The effect of salience of the target on performance. The number of feature dimensions on which the target was unique among the distractors is used as the measure of salience. The results are averaged across the observers.
Figure 3
 
The effect of salience of the target on performance. The number of feature dimensions on which the target was unique among the distractors is used as the measure of salience. The results are averaged across the observers.
An obvious reason for not finding a saliency effect with 6 flankers is the near absence (very low probability) of configurations with unique target features among our randomly generated stimuli. Even the effects with 2 and 4 flankers are based on relatively small numbers of trials with highly salient targets. Thus, the salience cannot explain much of the total variance of our present data. 
Actually, there is another process that may counterbalance the effect of salience. We found that the effect of the number of distractors with features that are identical to the target features tends to be non-monotonic: Performance can improve also when most of the distractors are similar to the target. A more detailed analysis revealed that percentage correct on any single feature dimension tends to increase with the number of distractors that are identical to the target on that dimension, and to decrease with the number of distractors that are identical to the target on the other dimensions.

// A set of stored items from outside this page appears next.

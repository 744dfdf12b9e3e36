use async_trait::async_trait;
use conduit::connections::ConnectionContext;
use conduit::{RecordBuilder, WorkerError, WorkerResult};
use serde_json::Value;
use std::sync::Arc;
use tracing::{debug, info, warn};

use super::api::{DriveClient, DriveFile};
use super::auth::AccessToken;
use super::config::PROVIDER;
use super::method_routes;
use super::transformer::{file_record, is_folder, SyncSource};
use crate::handler::{Handler, RecordSink, Route};
use conduit::bus::TOPIC_TRIGGER;
use crate::message::MessageBody;

pub const METHOD: &str = "integration.sync.trigger";

/// Which resource kinds a sync emits. Message parameters override the
/// connection's stored settings.
#[derive(Debug, Clone, Copy, PartialEq, Eq)]
pub struct SyncSettings {
    pub sync_files: bool,
    pub sync_folders: bool,
    pub include_shared_drives: bool,
}

impl SyncSettings {
    pub fn resolve(body: &MessageBody, ctx: &ConnectionContext) -> Self {
        let flag = |name: &str| body.param_bool(name).unwrap_or_else(|| ctx.setting_bool(name, true));
        Self {
            sync_files: flag("sync_files"),
            sync_folders: flag("sync_folders"),
            include_shared_drives: flag("include_shared_drives"),
        }
    }

    pub fn wants(&self, file: &DriveFile) -> bool {
        if is_folder(file) {
            self.sync_folders
        } else {
            self.sync_files
        }
    }
}

/// Page token to resume from: the message's `last_cursor` (an object with
/// `page_token`, or a bare string), else the connection's stored cursor.
pub fn cursor_page_token<'a>(body: &'a MessageBody, ctx: &'a ConnectionContext) -> Option<&'a str> {
    fn token(value: &Value) -> Option<&str> {
        match value {
            Value::String(s) => Some(s.as_str()),
            Value::Object(map) => map.get("page_token").and_then(Value::as_str),
            _ => None,
        }
    }
    body.last_cursor()
        .and_then(token)
        .or_else(|| ctx.cursor.as_ref().and_then(token))
        .filter(|t| !t.is_empty())
}

/// Scheduled or on-demand sync: full listing or change feed.
pub struct TriggerHandler {
    client: Arc<DriveClient>,
    builder: RecordBuilder,
    max_pages: u32,
}

impl TriggerHandler {
    pub fn new(client: Arc<DriveClient>, builder: RecordBuilder, max_pages: u32) -> Self {
        Self {
            client,
            builder,
            max_pages: max_pages.max(1),
        }
    }

    async fn full_sync(
        &self,
        token: &AccessToken,
        ctx: &ConnectionContext,
        settings: SyncSettings,
        sink: &dyn RecordSink,
    ) -> WorkerResult<usize> {
        let mut page_token: Option<String> = None;
        let mut emitted = 0;

        for page in 1..=self.max_pages {
            let listing = self
                .client
                .list_files(token, page_token.as_deref(), settings.include_shared_drives)
                .await?;
            for file in listing.files.iter().filter(|f| settings.wants(f)) {
                sink.emit(file_record(&self.builder, ctx, file, SyncSource::FullSync).await?).await?;
                emitted += 1;
            }
            debug!(connection_id = %ctx.connection_id, page = page, files = listing.files.len(), "Listed files page");

            page_token = listing.next_page_token;
            if page_token.is_none() {
                return Ok(emitted);
            }
        }

        warn!(
            connection_id = %ctx.connection_id,
            max_pages = self.max_pages,
            "Full sync stopped at page limit"
        );
        Ok(emitted)
    }

    async fn incremental_sync(
        &self,
        token: &AccessToken,
        body: &MessageBody,
        ctx: &ConnectionContext,
        settings: SyncSettings,
        sink: &dyn RecordSink,
    ) -> WorkerResult<usize> {
        let mut page_token = match cursor_page_token(body, ctx) {
            Some(t) => t.to_string(),
            None => {
                let start = self.client.get_start_page_token(token).await?;
                info!(connection_id = %ctx.connection_id, "No cursor, starting change tracking from now");
                start
            }
        };
        let mut emitted = 0;

        for _ in 0..self.max_pages {
            let changes = self
                .client
                .list_changes(token, &page_token, settings.include_shared_drives)
                .await?;
            for change in &changes.changes {
                if change.removed {
                    debug!(file_id = ?change.file_id, "Skipping removed file");
                    continue;
                }
                let Some(file) = &change.file else { continue };
                if !settings.wants(file) {
                    continue;
                }
                sink.emit(file_record(&self.builder, ctx, file, SyncSource::Incremental).await?).await?;
                emitted += 1;
            }

            match changes.next_page_token {
                Some(next) => page_token = next,
                None => {
                    if let Some(cursor) = changes.new_start_page_token {
                        info!(connection_id = %ctx.connection_id, next_cursor = %cursor, "Change feed drained");
                    }
                    return Ok(emitted);
                }
            }
        }

        warn!(
            connection_id = %ctx.connection_id,
            max_pages = self.max_pages,
            resume_from = %page_token,
            "Incremental sync stopped at page limit"
        );
        Ok(emitted)
    }
}

#[async_trait]
impl Handler for TriggerHandler {
    fn name(&self) -> &str {
        "drive.trigger"
    }

    fn routes(&self) -> Vec<Route> {
        let mut routes = method_routes(METHOD);
        routes.push(Route::action("trigger", Some(PROVIDER)));
        routes.push(Route::topic(TOPIC_TRIGGER, Some(PROVIDER)));
        routes
    }

    async fn handle(&self, body: &MessageBody, ctx: &ConnectionContext, sink: &dyn RecordSink) -> WorkerResult<()> {
        let settings = SyncSettings::resolve(body, ctx);
        let trigger_type = body
            .trigger_type()
            .ok_or_else(|| WorkerError::validation_field("trigger_type is required", "trigger_type"))?;

        let token = AccessToken::for_connection(ctx);
        let emitted = match trigger_type {
            "full_sync" => self.full_sync(&token, ctx, settings, sink).await?,
            "incremental" | "poll" => self.incremental_sync(&token, body, ctx, settings, sink).await?,
            other => {
                return Err(WorkerError::validation_field(
                    format!("unknown trigger type '{}'", other),
                    "trigger_type",
                ))
            }
        };

        info!(
            connection_id = %ctx.connection_id,
            trigger_type = trigger_type,
            records = emitted,
            "Sync finished"
        );
        Ok(())
    }
}

#[cfg(test)]
mod tests {
    use super::*;
    use crate::handler::CollectingSink;
    use crate::handlers::drive::testing::{client, ctx};
    use mockito::{Matcher, Server};
    use serde_json::json;

    fn handler(server: &Server) -> TriggerHandler {
        TriggerHandler::new(client(server), RecordBuilder::new(PROVIDER), 10)
    }

    fn body(value: Value) -> MessageBody {
        MessageBody::from_value(value).unwrap()
    }

    #[tokio::test]
    async fn test_full_sync_pages_and_filters() {
        let mut server = Server::new_async().await;
        server
            .mock("GET", "/files")
            .match_query(Matcher::Regex("includeItemsFromAllDrives=true$".to_string()))
            .with_status(200)
            .with_body(
                r#"{"nextPageToken": "p2", "files": [
                    {"id": "f1", "mimeType": "application/pdf"},
                    {"id": "d1", "mimeType": "application/vnd.google-apps.folder"}
                ]}"#,
            )
            .create_async()
            .await;
        server
            .mock("GET", "/files")
            .match_query(Matcher::UrlEncoded("pageToken".into(), "p2".into()))
            .with_status(200)
            .with_body(r#"{"files": [{"id": "f2", "mimeType": "text/plain"}]}"#)
            .create_async()
            .await;

        let sink = CollectingSink::new();
        let msg = body(json!({
            "method": METHOD,
            "trigger_type": "full_sync",
            "config": {"sync_folders": false}
        }));
        handler(&server).handle(&msg, &ctx(), &sink).await.unwrap();

        let ids: Vec<_> = sink.records().into_iter().map(|r| r.resource_id).collect();
        assert_eq!(ids, vec!["f1", "f2"]);
    }

    #[tokio::test]
    async fn test_incremental_skips_removed_and_bare_changes() {
        let mut server = Server::new_async().await;
        server
            .mock("GET", "/changes")
            .match_query(Matcher::UrlEncoded("pageToken".into(), "42".into()))
            .with_status(200)
            .with_body(
                r#"{"newStartPageToken": "43", "changes": [
                    {"removed": true, "fileId": "gone"},
                    {"removed": false, "fileId": "nofile"},
                    {"removed": false, "fileId": "f1", "file": {"id": "f1", "mimeType": "application/pdf"}}
                ]}"#,
            )
            .create_async()
            .await;

        let sink = CollectingSink::new();
        let msg = body(json!({"trigger_type": "incremental", "last_cursor": {"page_token": "42"}}));
        handler(&server).handle(&msg, &ctx(), &sink).await.unwrap();

        let records = sink.records();
        assert_eq!(records.len(), 1);
        assert_eq!(records[0].resource_id, "f1");
        assert_eq!(records[0].metadata["sync_source"], "incremental");
    }

    #[tokio::test]
    async fn test_incremental_without_cursor_fetches_start_token() {
        let mut server = Server::new_async().await;
        let start = server
            .mock("GET", "/changes/startPageToken")
            .match_query(Matcher::Any)
            .with_status(200)
            .with_body(r#"{"startPageToken": "7"}"#)
            .create_async()
            .await;
        server
            .mock("GET", "/changes")
            .match_query(Matcher::UrlEncoded("pageToken".into(), "7".into()))
            .with_status(200)
            .with_body(r#"{"newStartPageToken": "7", "changes": []}"#)
            .create_async()
            .await;

        let sink = CollectingSink::new();
        let msg = body(json!({"trigger_type": "poll"}));
        handler(&server).handle(&msg, &ctx(), &sink).await.unwrap();
        start.assert_async().await;
        assert!(sink.records().is_empty());
    }

    #[tokio::test]
    async fn test_unknown_trigger_type_is_validation_error() {
        let server = Server::new_async().await;
        let sink = CollectingSink::new();
        let err = handler(&server)
            .handle(&body(json!({"trigger_type": "everything"})), &ctx(), &sink)
            .await
            .unwrap_err();
        assert!(matches!(err, WorkerError::Validation { .. }));

        let err = handler(&server).handle(&body(json!({})), &ctx(), &sink).await.unwrap_err();
        assert!(!err.is_retriable());
    }

    #[test]
    fn test_cursor_sources() {
        let mut context = ctx();
        context.cursor = Some(json!({"page_token": "stored"}));
        assert_eq!(cursor_page_token(&body(json!({"last_cursor": "msg"})), &context), Some("msg"));
        assert_eq!(cursor_page_token(&body(json!({})), &context), Some("stored"));
        context.cursor = None;
        assert_eq!(cursor_page_token(&body(json!({"last_cursor": null})), &context), None);
    }

    #[test]
    fn test_settings_precedence() {
        let mut context = ctx();
        context.settings.insert("sync_files".to_string(), json!(false));
        let settings = SyncSettings::resolve(&body(json!({"params": {"include_shared_drives": false}})), &context);
        assert!(!settings.sync_files);
        assert!(settings.sync_folders);
        assert!(!settings.include_shared_drives);
    }
}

The first effect is relatively stronger and presumably caused by the feature pooling (or bias) or incorrect object selection (that we will discuss in the next part); the other may be related with salience. 
Analysis of errors
Usual crowding studies with letter recognition allow discriminating two types of errors only: misidentification and mislocalization. Present multidimensional stimuli offer much more possibilities because each feature may be either right or wrong, and either presented or not among the distractors. 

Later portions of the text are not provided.